Dado de 2011 representa alta de 97,4% em comparação com 2010
por Redação da RBA publicado 28/02/2012 17h37, última modificação 28/02/2012 18h36
Dado de 2011 representa alta de 97,4% em comparação com 2010

São Paulo - Os cinco maiores bancos do país receberam R$ 33,6 bilhões em 2011 como remuneração pelo depósito compulsório, após medidas adotadas em dezembro de 2010 pelo Banco Central. O depósito é um dos instrumentos do BC para controlar a quantidade de dinheiro que circula na economia, ajudando a reduzir os juros bancários.

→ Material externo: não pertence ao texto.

//! Chat completion request and response types on the wire.
//!
//! Internal types used for serialization with the remote API.

use serde::{Deserialize, Serialize};
use serde_json::Value;

use crate::chat::{ResponseFormat, Usage};

/// Chat completion request body.
#[derive(Debug, Clone, Serialize)]
pub struct OpenAIChatRequest {
    pub model: String,
    pub messages: Vec<OpenAIMessage>,
    #[serde(skip_serializing_if = "Option::is_none")]
    pub temperature: Option<f32>,
    #[serde(skip_serializing_if = "Option::is_none")]
    pub tools: Option<Vec<OpenAITool>>,
    #[serde(skip_serializing_if = "Option::is_none")]
    pub tool_choice: Option<Value>,
    #[serde(skip_serializing_if = "Option::is_none")]
    pub response_format: Option<OpenAIResponseFormat>,
    pub stream: bool,
}

/// Message format.
#[derive(Debug, Clone, Serialize, Deserialize)]
pub struct OpenAIMessage {
    pub role: String,
    #[serde(skip_serializing_if = "Option::is_none")]
    pub content: Option<String>,
    #[serde(skip_serializing_if = "Option::is_none")]
    pub tool_calls: Option<Vec<OpenAIToolCall>>,
    #[serde(skip_serializing_if = "Option::is_none")]
    pub tool_call_id: Option<String>,
    #[serde(skip_serializing_if = "Option::is_none")]
    pub name: Option<String>,
}

/// Tool definition.
#[derive(Debug, Clone, Serialize, Deserialize)]
pub struct OpenAITool {
    #[serde(rename = "type")]
    pub tool_type: String,
    pub function: OpenAIFunction,
}

/// Function definition.
#[derive(Debug, Clone, Serialize, Deserialize)]
pub struct OpenAIFunction {
    pub name: String,
    pub description: String,
    pub parameters: Value,
}

/// Tool call.
#[derive(Debug, Clone, Serialize, Deserialize)]
pub struct OpenAIToolCall {
    pub id: String,
    #[serde(rename = "type", default = "function_type")]
    pub call_type: String,
    pub function: OpenAIFunctionCall,
}

fn function_type() -> String {
    "function".to_owned()
}

/// Function call details.
#[derive(Debug, Clone, Serialize, Deserialize)]
pub struct OpenAIFunctionCall {
    pub name: String,
    #[serde(default)]
    pub arguments: String,
}

/// Response format.
#[derive(Debug, Clone, Serialize, Deserialize)]
#[serde(tag = "type", rename_all = "snake_case")]
pub enum OpenAIResponseFormat {
    Text,
    JsonObject,
}

impl OpenAIResponseFormat {
    /// Creates from our [`ResponseFormat`] type.
    pub const fn from_response_format(format: &ResponseFormat) -> Self {
        match format {
            ResponseFormat::Text => Self::Text,
            ResponseFormat::JsonObject => Self::JsonObject,
        }
    }
}

/// Chat completion response.
#[derive(Debug, Clone, Deserialize)]
pub struct OpenAIChatResponse {
    #[serde(default)]
    pub id: String,
    #[serde(default)]
    pub model: String,
    pub choices: Vec<OpenAIChoice>,
    #[serde(default)]
    pub usage: Option<Usage>,
}

/// Response choice.
#[derive(Debug, Clone, Deserialize)]
pub struct OpenAIChoice {
    pub message: OpenAIResponseMessage,
    pub finish_reason: Option<String>,
}

/// Response message.
#[derive(Debug, Clone, Deserialize)]
pub struct OpenAIResponseMessage {
    pub content: Option<String>,
    pub tool_calls: Option<Vec<OpenAIToolCall>>,
}

/// Error response envelope.
#[derive(Debug, Clone, Deserialize)]
pub struct OpenAIErrorResponse {
    pub error: OpenAIError,
}

/// Error details.
#[derive(Debug, Clone, Deserialize)]
pub struct OpenAIError {
    pub message: String,
    #[serde(rename = "type", default)]
    pub error_type: Option<String>,
    #[serde(default)]
    pub code: Option<Value>,
}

Pelo compulsório, os bancos têm de depositar ao BC parte dos recursos depositados por seus clientes.

O dado consta da Pesquisa de Desempenho dos Cinco Maiores Bancos em 2011, realizada pela subseção do Departamento Intersindical de Estatística e Estudos Socioeconômicos (Dieese), da Confederação Nacional dos Trabalhadores do Ramo Financeiro (Contraf-CUT), com base nos balanços anuais do Itaú, Bradesco, Santander, Banco do Brasil e Caixa Econômica Federal.

De acordo com a entidade, o aumento do ganho dos bancos pela remuneração compulsória se deve, principalmente, ao pacote anunciado pelo BC em 2010, que elevou o compulsório de 15% para 20% e instituiu o compulsório adicional de 8% a 12% sobre depósitos à vista e a prazo. O ganho dos bancos por meio deste sistema em 2011 foi 97,4% maior do que em 2010. Naquele ano, R$ 17 bilhões foram repassados às instituições. O lucro dos bancos foi bastante positivo: R$ 3,5 trilhões ao total, representando 18,1% de crescimento.

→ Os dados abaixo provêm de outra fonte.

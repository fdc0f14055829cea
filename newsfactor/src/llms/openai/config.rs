//! OpenAI-compatible client configuration.

use crate::error::{LlmError, Result};
use crate::llms::provider::{ModelSpec, ProviderKind};

/// Configuration for the [`OpenAI`](super::OpenAI) client.
#[derive(Debug, Clone)]
pub struct OpenAIConfig {
    /// Vendor preset, used for error attribution.
    pub provider: ProviderKind,
    /// API key for authentication.
    pub api_key: String,
    /// Base URL for the API.
    pub base_url: String,
    /// Default model to use.
    pub model: String,
    /// Request timeout in seconds.
    pub timeout_secs: Option<u64>,
}

impl OpenAIConfig {
    /// Default request timeout.
    pub const DEFAULT_TIMEOUT_SECS: u64 = 120;

    /// Creates a configuration for `provider` using its preset URL and model.
    #[must_use]
    pub fn for_provider(provider: ProviderKind, api_key: impl Into<String>) -> Self {
        Self {
            provider,
            api_key: api_key.into(),
            base_url: provider.base_url().to_owned(),
            model: provider.default_model().to_owned(),
            timeout_secs: Some(Self::DEFAULT_TIMEOUT_SECS),
        }
    }

    /// Creates a configuration for a parsed `provider/model` spec, reading
    /// the key from the provider's environment variable.
    ///
    /// # Errors
    ///
    /// Returns an authentication error if the variable is unset or empty.
    pub fn from_spec(spec: &ModelSpec) -> Result<Self> {
        Ok(Self::from_env(spec.provider)?.with_model(spec.model.clone()))
    }

    /// Creates configuration for `provider` from environment variables.
    ///
    /// Reads the provider's key variable (e.g. `DEEPSEEK_API_KEY`).
    ///
    /// # Errors
    ///
    /// Returns an authentication error if the variable is unset or empty.
    pub fn from_env(provider: ProviderKind) -> Result<Self> {
        let var = provider.api_key_env();
        let api_key = std::env::var(var)
            .ok()
            .filter(|k| !k.trim().is_empty())
            .ok_or_else(|| {
                LlmError::auth(provider.as_str(), format!("{var} environment variable not set"))
            })?;
        Ok(Self::for_provider(provider, api_key))
    }

    /// Sets the base URL.
    #[must_use]
    pub fn with_base_url(mut self, url: impl Into<String>) -> Self {
        self.base_url = url.into().trim_end_matches('/').to_owned();
        self
    }

    /// Sets the default model.
    #[must_use]
    pub fn with_model(mut self, model: impl Into<String>) -> Self {
        self.model = model.into();
        self
    }

    /// Sets the request timeout.
    #[must_use]
    pub const fn with_timeout(mut self, secs: u64) -> Self {
        self.timeout_secs = Some(secs);
        self
    }
}

impl Default for OpenAIConfig {
    fn default() -> Self {
        Self::for_provider(ProviderKind::default(), String::new())
    }
}

#[cfg(test)]
mod tests {
    use super::*;

    #[test]
    fn for_provider_uses_presets() {
        let config = OpenAIConfig::for_provider(ProviderKind::DashScope, "key");
        assert_eq!(config.api_key, "key");
        assert_eq!(config.base_url, ProviderKind::DashScope.base_url());
        assert_eq!(config.model, "qwen-plus");
        assert_eq!(config.timeout_secs, Some(120));
    }

    #[test]
    fn builder_overrides() {
        let config = OpenAIConfig::for_provider(ProviderKind::DeepSeek, "key")
            .with_base_url("http://localhost:8080/v1/")
            .with_model("deepseek-reasoner")
            .with_timeout(30);

        assert_eq!(config.base_url, "http://localhost:8080/v1");
        assert_eq!(config.model, "deepseek-reasoner");
        assert_eq!(config.timeout_secs, Some(30));
    }
}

Marcel Barros, secretário-geral da Contraf-CUT, considera os números "absurdos", uma vez que se trata de dinheiro público destinado aos bancos. Embora admita que a iniciativa do BC de adotar medidas para o aquecimento da economia seja positiva, ele ressalta que o pacote serve como "incremento" aos banqueiros. "Mais uma enorme transferência de renda da sociedade brasileira para o setor financeiro, um dos que mais lucra no país”, afirmou.

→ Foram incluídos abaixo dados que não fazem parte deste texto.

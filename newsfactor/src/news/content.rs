//! Validation of records extracted from article pages.

use serde_json::Value;
use tracing::debug;

use super::record::NewsRecord;

/// Instruction given to the extraction model for article pages.
pub const CONTENT_INSTRUCTION: &str = "\
请从新闻页面提取以下信息：\n\
1. news_time: 新闻发布的具体时间（格式：YYYY年MM月DD日 HH:mm）\n\
2. news_title: 新闻的完整标题\n\
3. news_text: 新闻的完整正文内容\n\
4. company_involved: 新闻中提到的上市公司全称\n\
5. stock_code: 对应的股票代码（如：000001.SZ）\n\
6. stock_short_name: 公司在交易所的简称\n\
如果新闻涉及多家公司，请为每家公司分别创建一条记录，各条记录的时间、标题和正文保持相同。\
找不到的字段返回空字符串。";

fn has_all_fields(item: &serde_json::Map<String, Value>) -> bool {
    NewsRecord::FIELDS.iter().all(|key| item.contains_key(*key))
}

/// Turn extracted content into news records.
///
/// A single object is treated as a one-element list; non-object entries are
/// skipped. In `strict` mode objects missing any of the six fields are
/// dropped and an empty result becomes `None`. Returns `None` for content
/// that is neither an object nor an array.
#[must_use]
pub fn records_from_content(content: &Value, strict: bool) -> Option<Vec<NewsRecord>> {
    let items: Vec<&Value> = match content {
        Value::Array(items) => items.iter().collect(),
        Value::Object(_) => vec![content],
        _ => return None,
    };

    let records: Vec<NewsRecord> = items
        .into_iter()
        .filter_map(|item| {
            let object = item.as_object()?;
            if strict && !has_all_fields(object) {
                debug!(?object, "Dropping incomplete record");
                return None;
            }
            serde_json::from_value(item.clone()).ok()
        })
        .collect();

    if strict && records.is_empty() {
        return None;
    }
    Some(records)
}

O levantamento revela contraste entre o número de agências abertas durante o ano e a contratação de bancários. Foram 9% mais agências em comparação com 2010 (18.624 unidades no total), ante um crescimento de 2,8% no número de funcionários, totalizando 456.987. Entre os cinco bancos, os três que possuem mais funcionários são o Banco do Brasil, Bradesco e Itaú Unibanco (316,7 mil no total), e também são, respectivamente, os líderes no número de agências. “A falta de funcionários prejudica clientes e trabalhadores. Os únicos beneficiados são os bancos”, sustentou Barros.

Após perder no final de 2011 para o Banco do Brasil os postos no Banco Postal, dos Correios, o Bradesco foi a instituição que mais abriu agências no período do ano passado, passando de 3.628 para 4.634 (crescimento de 27,7%), e também é líder na criação de postos de trabalho, com 9.496 ao total. Já o Itaú terminou o ano cortando 3,97% de seu quadro de funcionários, com 4.058 postos fechados.

"Agora o Bradesco resolve que essas localidades magicamente passaram a ter clientes e viabilidade financeira o bastante para receber agências. Ou estavam enganados ou se tratava apenas de uma estratégia para reduzir custos, oferecendo aos clientes de baixa renda um tratamento de segunda categoria”, pontuou o dirigente. A modalidade dos correspondentes bancários é criticada pelos sindicalistas da categoria por precarizar o trabalho, além de não oferecer segurança e os mesmos direitos de um bancário a um atendente do posto bancário fora da agência.